I won’t repeat points I’ve already made, but I’ll note a couple of other things about Brokeback Mountain. One is that Ennis and Jack both have hostile, rejecting fathers, and we all know what that’s supposed to mean, don’t we? Warren Throckmorton certainly does:

http://www.narth.com/docs/brokeback2.html

Finally, is there any special reason why Jack’s murder happens right at the beginning of 1980s, just as the AIDS epidemic was starting? It’s difficult to see why Jack has to get murdered then, rather than at some point during the 1970s, unless they’re trying to send us a message. Whatever message that may be, it’s a troubling one.

Boo
November 13th, 2007 | LINK

When Night Is Falling- the lovers end up running away to (yes!) join the circus! Nuff said.

Joel
November 13th, 2007 | LINK

Queer as Folk…
This plays right into the hand of Cohen
“These two Showtime series depict the ephemeral lifestyle of men and women engaged in homosexual activity”
Promiscous, only for the young, atheist… Does this depict the life of MOST gay ppl, like Cohen insinuates? I don’t know… if it does, its bonus pts for Cohen.

Jason
November 13th, 2007 | LINK

I stopped watching QAF pretty early on because it was a trite and ridiculous soap opera. I didn’t and still don’t know anybody who’s life remotely resembles the characters on the show.

Christopher™
November 13th, 2007 | LINK

I remember watching the QAF pilot episode with two friends of mine who aren’t Christians, and during the first sex scene with Brian and Justin, one of them leaned over to me and said, “Should we be watching this?” Even *they* were embarrassed.

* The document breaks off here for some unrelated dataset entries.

/**
 * Identity Verifier
 *
 * Validates the bearer credential presented on the socket handshake and
 * resolves it to a user identity. Verification is stateless: no session or
 * cookie is created, and the result lives only as long as the connection.
 */

use std::sync::Arc;

use uuid::Uuid;

use crate::backend::auth::sessions::{verify_token, JwtKeys};
use crate::backend::error::{AuthError, BackendError};
use crate::backend::store::UserStore;

/// Authenticated user behind a connection
#[derive(Debug, Clone, PartialEq, Eq)]
pub struct Identity {
    pub user_id: Uuid,
    pub email: String,
}

#[derive(Clone)]
pub struct IdentityVerifier {
    keys: JwtKeys,
    users: Arc<dyn UserStore>,
}

impl IdentityVerifier {
    pub fn new(keys: JwtKeys, users: Arc<dyn UserStore>) -> Self {
        Self { keys, users }
    }

    /// Resolve a handshake credential to an identity
    ///
    /// # Errors
    ///
    /// * `AuthError::MissingCredential` - no token, or a blank one
    /// * `AuthError::InvalidCredential` - bad signature, expired, malformed,
    ///   or a subject that is not a UUID
    /// * `AuthError::IdentityNotFound` - the user was deleted
    /// * `BackendError::Persistence` - the user lookup failed
    pub async fn authenticate(&self, credential: Option<&str>) -> Result<Identity, BackendError> {
        let token = credential
            .map(str::trim)
            .map(|t| t.strip_prefix("Bearer ").unwrap_or(t).trim())
            .filter(|t| !t.is_empty())
            .ok_or(AuthError::MissingCredential)?;

        let claims = verify_token(token, &self.keys).map_err(|e| {
            tracing::debug!("[Auth] Token verification failed: {}", e);
            AuthError::InvalidCredential
        })?;

        let user_id = Uuid::parse_str(&claims.sub).map_err(|_| AuthError::InvalidCredential)?;

        if !self.users.exists(user_id).await? {
            tracing::warn!("[Auth] Token subject {} no longer exists", user_id);
            return Err(AuthError::IdentityNotFound.into());
        }

        Ok(Identity {
            user_id,
            email: claims.email,
        })
    }
}
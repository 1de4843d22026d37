//! Chat Module
//!
//! Persistence and delivery of personal, project and workspace messages,
//! plus the typing indicator relay.
//!
//! # Module Structure
//!
//! ```text
//! chat/
//! ├── mod.rs       - Module exports and documentation
//! ├── db.rs        - Message, attachment and read-receipt queries
//! ├── pipeline.rs  - Validate, authorize, persist, broadcast
//! └── typing.rs    - Typing indicator relay
//! ```

/// Database operations for messages
pub mod db;

/// Send and read-receipt pipeline
pub mod pipeline;

/// Typing indicator relay
pub mod typing;

// Re-export commonly used types
pub use pipeline::MessagePipeline;
pub use typing::relay_typing;
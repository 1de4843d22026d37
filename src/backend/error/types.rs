/**
 * Backend Error Types
 *
 * Errors raised while authenticating connections and handling socket events.
 * Handshake failures become HTTP responses; per-event failures become a
 * failed `ack` (or `taskError`) sent to the originating connection only.
 *
 * # Error Categories
 *
 * ## Authentication Errors
 *
 * `AuthError` is fatal to the connection and rejects the upgrade with 401:
 * - Missing credential
 * - Malformed, expired or badly signed credential
 * - Credential for a user that no longer exists
 *
 * ## Event Errors
 *
 * `BackendError` covers everything that can go wrong after the connection
 * is established:
 * - Sender is not a live member of the target group
 * - Referenced task, message or user does not exist
 * - Storage failure
 * - Payload validation failure
 */

use thiserror::Error;
use axum::http::StatusCode;
use crate::shared::SharedError;

/// Reasons a connection handshake is rejected
#[derive(Debug, Error, Clone, PartialEq, Eq)]
pub enum AuthError {
    /// No token in the handshake
    #[error("Authentication error: missing credential")]
    MissingCredential,

    /// Token could not be verified
    #[error("Authentication error: invalid credential")]
    InvalidCredential,

    /// Token is valid but its subject no longer resolves to a user
    #[error("Authentication error: identity not found")]
    IdentityNotFound,
}

/// Backend-specific error types
///
/// Each variant maps to an HTTP status code and a client-facing message.
///
/// # Usage
///
/// ```rust
/// use teamhub::backend::error::BackendError;
///
/// let err = BackendError::not_found("Task");
/// assert_eq!(err.message(), "Task not found");
/// ```
#[derive(Debug, Error)]
pub enum BackendError {
    /// Handshake credential was rejected
    #[error(transparent)]
    Unauthenticated(#[from] AuthError),

    /// Sender is not a live member of the destination group
    #[error("Not authorized")]
    NotAuthorized,

    /// A referenced entity does not exist
    #[error("{resource} not found")]
    NotFound {
        /// Kind of entity that was looked up
        resource: String,
    },

    /// Storage failure
    ///
    /// The underlying error is logged; clients only see a generic message.
    #[error("Persistence error: {0}")]
    Persistence(#[from] sqlx::Error),

    /// Payload failed decoding or validation
    #[error(transparent)]
    Validation(#[from] SharedError),

    /// Serialization error
    #[error("Serialization error: {0}")]
    Serialization(#[from] serde_json::Error),
}

impl BackendError {
    /// Create a new not-found error
    pub fn not_found(resource: impl Into<String>) -> Self {
        Self::NotFound {
            resource: resource.into(),
        }
    }

    /// Get the HTTP status code for this error
    ///
    /// # Status Code Mapping
    ///
    /// - `Unauthenticated` - 401 Unauthorized
    /// - `NotAuthorized` - 403 Forbidden
    /// - `NotFound` - 404 Not Found
    /// - `Persistence` - 500 Internal Server Error
    /// - `Validation` - 400 Bad Request
    /// - `Serialization` - 500 Internal Server Error
    pub fn status_code(&self) -> StatusCode {
        match self {
            Self::Unauthenticated(_) => StatusCode::UNAUTHORIZED,
            Self::NotAuthorized => StatusCode::FORBIDDEN,
            Self::NotFound { .. } => StatusCode::NOT_FOUND,
            Self::Persistence(_) => StatusCode::INTERNAL_SERVER_ERROR,
            Self::Validation(_) => StatusCode::BAD_REQUEST,
            Self::Serialization(_) => StatusCode::INTERNAL_SERVER_ERROR,
        }
    }

    /// Get the client-facing error message
    pub fn message(&self) -> String {
        match self {
            Self::Unauthenticated(err) => err.to_string(),
            Self::NotAuthorized => "Not authorized".to_string(),
            Self::NotFound { resource } => format!("{} not found", resource),
            Self::Persistence(_) => "Storage unavailable".to_string(),
            Self::Validation(err) => err.to_string(),
            Self::Serialization(_) => "Failed to encode response".to_string(),
        }
    }
}
use std::marker::{self, PhantomData};

use crate::dao::PoolType;

#[derive(Debug)]
pub struct Table<T> {
    pub pool: PoolType,
    _phantomdata: marker::PhantomData<T>,
}

impl<T> Table<T> {
    pub fn new(pool: PoolType) -> Self {
        Table {
            pool,
            _phantomdata: PhantomData,
        }
    }
}
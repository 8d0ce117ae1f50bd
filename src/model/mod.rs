//! Database models module
//!
//! All database entity structs are consolidated in models.rs,
//! with table.rs kept separate for the generic DAO handle.

mod models;
mod table;

pub use models::*;

pub use table::Table;
pub use self::database::DatabasePool;

mod database;
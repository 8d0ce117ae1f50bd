use sqlx::{error::Error, Transaction};

use super::DataBase;
use crate::model::{RPT_Tax, Table};

impl Table<RPT_Tax> {
    pub async fn insert(
        &self,
        data: &RPT_Tax,
        transaction: &mut Transaction<'_, DataBase>,
    ) -> Result<i64, Error> {
        let result = sqlx::query(
            r#"
            INSERT INTO `rpt_tax` (
                `assessment_id`,
                `tax_year`,
                `assessed_value`,
                `basic_rate`,
                `sef_rate`,
                `basic_tax`,
                `sef_tax`,
                `annual_tax`,
                `created_at`
            )
            VALUES(?, ?, ?, ?, ?, ?, ?, ?, ?)
            "#,
        )
        .bind(data.assessment_id)
        .bind(data.tax_year)
        .bind(&data.assessed_value)
        .bind(&data.basic_rate)
        .bind(&data.sef_rate)
        .bind(&data.basic_tax)
        .bind(&data.sef_tax)
        .bind(&data.annual_tax)
        .bind(data.created_at)
        .execute(&mut **transaction)
        .await?;

        Ok(result.last_insert_id() as i64)
    }

    pub async fn get_by_assessment(
        &self,
        assessment_id: i64,
    ) -> Result<Option<RPT_Tax>, Error> {
        sqlx::query_as(
            r#"
            SELECT
                `id`,
                `assessment_id`,
                `tax_year`,
                `assessed_value`,
                `basic_rate`,
                `sef_rate`,
                `basic_tax`,
                `sef_tax`,
                `annual_tax`,
                `created_at`
            FROM `rpt_tax`
            WHERE `assessment_id` = ?
            "#,
        )
        .bind(assessment_id)
        .fetch_optional(&self.pool)
        .await
    }
}
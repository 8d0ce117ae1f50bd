use std::{collections::BTreeSet, str::FromStr as _};

use bigdecimal::{BigDecimal, Zero as _};
use chrono::{Datelike as _, NaiveDate, Utc};
use serde::{Deserialize, Serialize};
use sqlx::Transaction;

use crate::{
    calculation::{
        market::{surcharge, MarketTerms},
        round_money,
        rpt::{settle_installment, RptRates, Settlement},
    },
    configuration::{AppState, State},
    dao::DataBase,
    error::Error,
    helpers::{require_text, today, Market_Charge, Payment_Source, Payment_Status},
    model::{Market_Payment, Quarterly, Receipt, Receipt_Line},
};

#[derive(Debug, Clone, Deserialize)]
pub struct Payment_Input {
    pub source: Payment_Source,
    pub items: Vec<i64>,
    pub payor: String,
    pub payment_method: Option<String>,
    pub paid_on: Option<NaiveDate>,
}

#[derive(Debug, Clone, PartialEq)]
pub struct Settled_Item {
    pub id: i64,
    pub settlement: Settlement,
}

#[derive(Debug, Serialize)]
pub struct Receipt_Detail {
    pub receipt: Receipt,
    pub lines: Vec<Receipt_Line>,
}

pub fn or_number(year: i32, id: i64) -> String {
    format!("OR-{}-{:06}", year, id)
}

/// Payable ids of a request in ascending order. Duplicates are rejected
/// rather than collapsed.
pub fn validate(input: &Payment_Input) -> Result<Vec<i64>, Error> {
    if input.items.is_empty() {
        return Err(Error::Validation(String::from(
            "at least one item is required",
        )));
    }

    let ids: BTreeSet<i64> = input.items.iter().copied().collect();
    if ids.len() != input.items.len() {
        return Err(Error::Validation(String::from(
            "items must not repeat",
        )));
    }

    require_text("payor", &input.payor)?;

    Ok(ids.into_iter().collect())
}

pub fn ensure_all_found(
    requested: &[i64],
    found: impl IntoIterator<Item = i64>,
) -> Result<(), Error> {
    let found: BTreeSet<i64> = found.into_iter().collect();
    let missing: Vec<String> = requested
        .iter()
        .filter(|id| !found.contains(id))
        .map(|id| id.to_string())
        .collect();

    if !missing.is_empty() {
        return Err(Error::NotFound(format!(
            "items not found: {}",
            missing.join(", ")
        )));
    }

    Ok(())
}

fn ensure_unpaid(id: i64, status: &str) -> Result<(), Error> {
    if status != Payment_Status::Unpaid.as_str() {
        return Err(Error::InvalidState(format!("item {} is already paid", id)));
    }
    Ok(())
}

pub fn settle_quarterly(
    quarter: &Quarterly,
    as_of: NaiveDate,
    rates: &RptRates,
) -> Result<Settlement, Error> {
    settle_installment(
        &quarter.amount,
        quarter.tax_year,
        u32::try_from(quarter.quarter_no)?,
        quarter.due_date,
        as_of,
        rates,
    )
}

/// Rent past due carries the flat surcharge; fees never do.
pub fn settle_charge(
    charge: &Market_Payment,
    as_of: NaiveDate,
    terms: &MarketTerms,
) -> Result<Settlement, Error> {
    let penalty = match Market_Charge::from_str(&charge.charge)? {
        Market_Charge::Rent => {
            surcharge(&charge.amount, charge.due_date, as_of, terms)
        },
        Market_Charge::RightsFee | Market_Charge::SecurityBond => {
            BigDecimal::zero()
        },
    };
    let amount_due = round_money(&(&charge.amount + &penalty));

    Ok(Settlement {
        penalty,
        discount: BigDecimal::zero(),
        amount_due,
    })
}

/// Business tax quarters accrue the same monthly penalty but earn no
/// advance discount.
pub fn business_rates(rates: &RptRates) -> RptRates {
    RptRates {
        advance_discount: BigDecimal::zero(),
        ..rates.clone()
    }
}

pub fn settle_quarterlies(
    rows: &[Quarterly],
    as_of: NaiveDate,
    rates: &RptRates,
) -> Result<Vec<Settled_Item>, Error> {
    rows.iter()
        .map(|row| {
            ensure_unpaid(row.id, &row.status)?;
            Ok(Settled_Item {
                id: row.id,
                settlement: settle_quarterly(row, as_of, rates)?,
            })
        })
        .collect()
}

pub fn settle_charges(
    rows: &[Market_Payment],
    as_of: NaiveDate,
    terms: &MarketTerms,
) -> Result<Vec<Settled_Item>, Error> {
    rows.iter()
        .map(|row| {
            ensure_unpaid(row.id, &row.status)?;
            Ok(Settled_Item {
                id: row.id,
                settlement: settle_charge(row, as_of, terms)?,
            })
        })
        .collect()
}

pub fn receipt_total(items: &[Settled_Item]) -> BigDecimal {
    let total = items
        .iter()
        .fold(BigDecimal::zero(), |acc, item| acc + &item.settlement.amount_due);
    round_money(&total)
}

/// Inserts the receipt and stamps its official receipt number. Returns the
/// receipt id and number.
pub async fn issue_receipt(
    app_state: &AppState<State>,
    source: Payment_Source,
    payor: &str,
    payment_method: &str,
    total: &BigDecimal,
    paid_on: NaiveDate,
    transaction: &mut Transaction<'_, DataBase>,
) -> Result<(i64, String), Error> {
    let receipt = Receipt {
        id: 0,
        or_number: None,
        source: source.to_string(),
        payor: payor.to_owned(),
        payment_method: payment_method.to_owned(),
        total: total.clone(),
        paid_on,
        created_at: Utc::now(),
    };

    let receipts = &app_state.database.receipt;
    let id = receipts.insert(&receipt, transaction).await?;
    let number = or_number(paid_on.year(), id);
    receipts.set_or_number(id, &number, transaction).await?;

    Ok((id, number))
}

pub async fn proceed(
    app_state: &AppState<State>,
    input: Payment_Input,
) -> Result<i64, Error> {
    let ids = validate(&input)?;
    let payor = require_text("payor", &input.payor)?;
    let payment_method = input
        .payment_method
        .as_deref()
        .map(str::trim)
        .filter(|method| !method.is_empty())
        .unwrap_or("cash")
        .to_owned();
    let paid_on = input.paid_on.unwrap_or_else(today);

    if paid_on > today() {
        return Err(Error::Validation(format!(
            "payment date {} is in the future",
            paid_on
        )));
    }

    let database = &app_state.database;
    let config = &app_state.config;
    let mut transaction = database.pool.begin().await?;

    let settled = match input.source {
        Payment_Source::Rpt => {
            let rows = database
                .rpt_quarterly
                .lock_installments(&ids, &mut transaction)
                .await?;
            ensure_all_found(&ids, rows.iter().map(|row| row.id))?;
            settle_quarterlies(&rows, paid_on, &config.rpt_rates)?
        },
        Payment_Source::Business => {
            let rows = database
                .business_quarterly
                .lock_installments(&ids, &mut transaction)
                .await?;
            ensure_all_found(&ids, rows.iter().map(|row| row.id))?;
            settle_quarterlies(
                &rows,
                paid_on,
                &business_rates(&config.rpt_rates),
            )?
        },
        Payment_Source::Market => {
            let rows = database
                .market_payment
                .lock_charges(&ids, &mut transaction)
                .await?;
            ensure_all_found(&ids, rows.iter().map(|row| row.id))?;
            settle_charges(&rows, paid_on, &config.market_terms)?
        },
    };

    let total = receipt_total(&settled);
    let (receipt_id, number) = issue_receipt(
        app_state,
        input.source,
        &payor,
        &payment_method,
        &total,
        paid_on,
        &mut transaction,
    )
    .await?;

    for item in &settled {
        let Settlement {
            penalty,
            discount,
            amount_due,
        } = &item.settlement;

        let updated = match input.source {
            Payment_Source::Rpt => {
                database
                    .rpt_quarterly
                    .mark_paid(
                        item.id,
                        penalty,
                        discount,
                        amount_due,
                        receipt_id,
                        paid_on,
                        &mut transaction,
                    )
                    .await?
            },
            Payment_Source::Business => {
                database
                    .business_quarterly
                    .mark_paid(
                        item.id,
                        penalty,
                        discount,
                        amount_due,
                        receipt_id,
                        paid_on,
                        &mut transaction,
                    )
                    .await?
            },
            Payment_Source::Market => {
                database
                    .market_payment
                    .mark_paid_charge(
                        item.id,
                        penalty,
                        discount,
                        amount_due,
                        receipt_id,
                        paid_on,
                        &mut transaction,
                    )
                    .await?
            },
        };

        if updated == 0 {
            return Err(Error::InvalidState(format!(
                "item {} is already paid",
                item.id
            )));
        }
    }

    transaction.commit().await?;

    tracing::info!(
        "Issued {} to {} for {} {} item(s), total {}",
        number,
        payor,
        settled.len(),
        input.source,
        total
    );

    Ok(receipt_id)
}

pub async fn get_receipt(
    app_state: &AppState<State>,
    id: i64,
) -> Result<Receipt_Detail, Error> {
    let database = &app_state.database;
    let receipt = database
        .receipt
        .get(id)
        .await?
        .ok_or_else(|| Error::NotFound(format!("receipt {} not found", id)))?;
    let source = Payment_Source::from_str(&receipt.source)?;
    let lines = database.receipt.get_lines(id, source).await?;

    Ok(Receipt_Detail { receipt, lines })
}

#[cfg(test)]
mod tests {
    use super::*;
    use bigdecimal::Zero;
    use std::str::FromStr;

    fn dec(value: &str) -> BigDecimal {
        BigDecimal::from_str(value).unwrap()
    }

    fn date(y: i32, m: u32, d: u32) -> NaiveDate {
        NaiveDate::from_ymd_opt(y, m, d).unwrap()
    }

    fn rates() -> RptRates {
        RptRates {
            basic_rate: dec("0.01"),
            sef_rate: dec("0.01"),
            penalty_rate: dec("0.02"),
            penalty_cap: dec("0.72"),
            advance_discount: dec("0.10"),
        }
    }

    fn terms() -> MarketTerms {
        MarketTerms {
            security_bond_months: 3,
            due_day: 20,
            surcharge_rate: dec("0.25"),
        }
    }

    fn quarter(id: i64, quarter_no: i32, due: NaiveDate, status: &str) -> Quarterly {
        Quarterly {
            id,
            parent_id: 1,
            tax_year: 2026,
            quarter_no,
            due_date: due,
            amount: dec("300"),
            penalty: BigDecimal::zero(),
            discount: BigDecimal::zero(),
            amount_paid: None,
            status: status.to_owned(),
            receipt_id: None,
            paid_on: None,
        }
    }

    fn charge(id: i64, kind: Market_Charge, amount: &str) -> Market_Payment {
        Market_Payment {
            id,
            renter_id: 3,
            charge: kind.to_string(),
            period_year: 2026,
            period_month: 5,
            due_date: date(2026, 5, 20),
            amount: dec(amount),
            penalty: BigDecimal::zero(),
            discount: BigDecimal::zero(),
            amount_paid: None,
            status: String::from("unpaid"),
            receipt_id: None,
            paid_on: None,
        }
    }

    fn input(items: Vec<i64>, payor: &str) -> Payment_Input {
        Payment_Input {
            source: Payment_Source::Rpt,
            items,
            payor: payor.to_owned(),
            payment_method: None,
            paid_on: None,
        }
    }

    #[test]
    fn test_or_number_format() {
        assert_eq!(or_number(2026, 42), "OR-2026-000042");
        assert_eq!(or_number(2026, 1234567), "OR-2026-1234567");
    }

    #[test]
    fn test_validate() {
        assert_eq!(validate(&input(vec![9, 3, 5], "Ana")).unwrap(), vec![3, 5, 9]);
        assert!(matches!(
            validate(&input(vec![], "Ana")),
            Err(Error::Validation(_))
        ));
        assert!(matches!(
            validate(&input(vec![1, 1], "Ana")),
            Err(Error::Validation(_))
        ));
        assert!(matches!(
            validate(&input(vec![1], " ")),
            Err(Error::Validation(_))
        ));
    }

    #[test]
    fn test_ensure_all_found() {
        assert!(ensure_all_found(&[1, 2], vec![2, 1]).is_ok());
        match ensure_all_found(&[1, 2, 3], vec![2]) {
            Err(Error::NotFound(message)) => assert_eq!(message, "items not found: 1, 3"),
            other => panic!("unexpected {:?}", other),
        }
    }

    #[test]
    fn test_settle_quarterlies() {
        let rows = vec![
            quarter(1, 1, date(2026, 3, 31), "unpaid"),
            quarter(2, 3, date(2026, 9, 30), "unpaid"),
        ];
        let settled = settle_quarterlies(&rows, date(2026, 5, 15), &rates()).unwrap();

        // two months late on Q1, Q3 not started yet
        assert_eq!(settled[0].settlement.penalty, dec("12"));
        assert_eq!(settled[0].settlement.amount_due, dec("312"));
        assert_eq!(settled[1].settlement.discount, dec("30"));
        assert_eq!(settled[1].settlement.amount_due, dec("270"));
        assert_eq!(receipt_total(&settled), dec("582"));
    }

    #[test]
    fn test_paid_item_is_rejected() {
        let rows = vec![quarter(1, 1, date(2026, 3, 31), "paid")];
        assert!(matches!(
            settle_quarterlies(&rows, date(2026, 3, 1), &rates()),
            Err(Error::InvalidState(_))
        ));
    }

    #[test]
    fn test_business_rates_drop_discount() {
        let rows = vec![quarter(1, 4, date(2026, 12, 31), "unpaid")];
        let settled =
            settle_quarterlies(&rows, date(2026, 1, 10), &business_rates(&rates()))
                .unwrap();
        assert!(settled[0].settlement.discount.is_zero());
        assert_eq!(settled[0].settlement.amount_due, dec("300"));
    }

    #[test]
    fn test_settle_charges() {
        let rows = vec![
            charge(1, Market_Charge::Rent, "1000"),
            charge(2, Market_Charge::SecurityBond, "3000"),
        ];

        let on_time = settle_charges(&rows, date(2026, 5, 20), &terms()).unwrap();
        assert!(on_time[0].settlement.penalty.is_zero());

        let late = settle_charges(&rows, date(2026, 5, 21), &terms()).unwrap();
        assert_eq!(late[0].settlement.penalty, dec("250"));
        assert_eq!(late[0].settlement.amount_due, dec("1250"));
        assert!(late[1].settlement.penalty.is_zero());
        assert_eq!(receipt_total(&late), dec("4250"));
    }
}
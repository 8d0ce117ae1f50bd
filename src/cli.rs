//! Command-line interface
//!
//! Maintenance tasks that run without starting the HTTP server.

use chrono::Datelike as _;
use clap::{Parser, Subcommand};

use crate::{
    configuration::{
        get_configuration, set_configuration, AppState, Config, State,
    },
    error::Error,
    handler::market_billing,
    helpers::today,
    provider::DatabasePool,
};

/// Municipal revenue collection service
#[derive(Parser)]
#[command(name = "revenue")]
#[command(about = "Municipal revenue collection service", long_about = None)]
#[command(version)]
pub struct Cli {
    #[command(subcommand)]
    pub command: Option<Commands>,
}

#[derive(Subcommand)]
pub enum Commands {
    /// Run the HTTP server (default if no command specified)
    Serve,

    /// Create missing tables and exit
    Migrate,

    /// Bill one month of market stall rent
    BillMarket {
        /// Billing year, defaults to the current year
        #[arg(long)]
        year: Option<i32>,

        /// Billing month 1-12, defaults to the current month
        #[arg(long)]
        month: Option<u32>,
    },
}

/// Initialize configuration and return Config
pub fn init_config() -> Result<Config, Error> {
    set_configuration()?;
    get_configuration()
}

/// Connects and applies the schema files; every subcommand starts here.
pub async fn init_state() -> Result<AppState<State>, Error> {
    let config = init_config()?;
    let database = DatabasePool::new(&config).await?;
    let state = State::new(config, database).await?;
    Ok(AppState::new(state))
}

pub async fn run_migrate() -> Result<(), Error> {
    tracing::info!("Running database migrations...");
    init_state().await?;
    tracing::info!("Migrations complete");
    Ok(())
}

pub async fn run_bill_market(
    year: Option<i32>,
    month: Option<u32>,
) -> Result<(), Error> {
    let now = today();
    let year = year.unwrap_or(now.year());
    let month = month.unwrap_or(now.month());

    let app_state = init_state().await?;
    let summary = market_billing::generate(&app_state, year, month).await?;

    tracing::info!(
        "Billed {} new rent row(s) for {}-{:02}",
        summary.billed,
        summary.year,
        summary.month
    );

    Ok(())
}

#[cfg(test)]
mod tests {
    use super::*;

    #[test]
    fn test_default_command_is_none() {
        let cli = Cli::try_parse_from(["revenue"]).unwrap();
        assert!(cli.command.is_none());
    }

    #[test]
    fn test_bill_market_args() {
        let cli = Cli::try_parse_from([
            "revenue",
            "bill-market",
            "--year",
            "2026",
            "--month",
            "5",
        ])
        .unwrap();

        match cli.command {
            Some(Commands::BillMarket { year, month }) => {
                assert_eq!(year, Some(2026));
                assert_eq!(month, Some(5));
            },
            _ => panic!("expected bill-market"),
        }
    }

    #[test]
    fn test_unknown_command_fails() {
        assert!(Cli::try_parse_from(["revenue", "backfill"]).is_err());
    }
}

Later, I used to go to a bar in West Hollywood to watch it every Sunday, just as a way to hang out with my friends. Almost all of us agreed that the writing was atrociously bad, and that the series didn’t represent anything close to our lives, but at least we were guaranteed a few laughs.

During the series’ run, I met one of the series’ writers, and when I learned he wrote for QAF, I said, “Don’t get me started.” He raised his hands and said, “I know… I know. Don’t blame me… Ron and Daniel rewrite every script, for better or for worse.” I said, “Mostly for worse,” and he laughed. Even *he* knew the writing was awful, but hey, it was a paycheck.

Plus, QAF was on pay cable, so of course it was going to push the envelope in terms of what it could show, sexually and otherwise.

QAF *is* a wonderful unintentional comedy series, though.

Steve
November 13th, 2007 | LINK

The original British QAF was well-written and witty–and there were consequences. The timid character who hooks up and goes on a bad drug trip early in the first season–his equivalent died in the British series, which made (most of) the rest of the characters reassess their choices–in various ways.

The British series made you care about the characters and their fates. The American one didn’t, at least in the few first-season episodes I saw.

The creator of QAF in Britain is now the producer/head writer of the new Dr. Who series–and the spinoff “Torchwood.” One of the delightful things about Torchwood is that the whole Torchwood crew is bisexual and that, within the world of the story, no one seems to find this remarkable.

Richard Cohen will never mention Torchwood in his books–and not just because it’s British TV, but because it will not fit in his worldview. Here is a world, very like our own, where people face tremendous life-threatening problems, and have relationship issues, but why you’re attracted to a guy this week and a girl the next isn’t worth thinking about, much less defining one as normal and the other as pathological and then trying to root out the pathology.

And in this world, while you might get distressed over a co-worker who fancies you–or who doesn’t fancy you but fancies someone else, or who fancies you AND someone else and you don’t know whether you or your competitor will win (and aren’t even sure if you want to win), the gender of who fancies who just isn’t an issue.

And what scares Cohen and all the rest of them is that in some places, this worldview is already real (visit Travis Oliver’s MySpace page and read the blog entry “Metrosexual Etiquette,” and you’ll see what I mean), and they’re just afraid it will spread.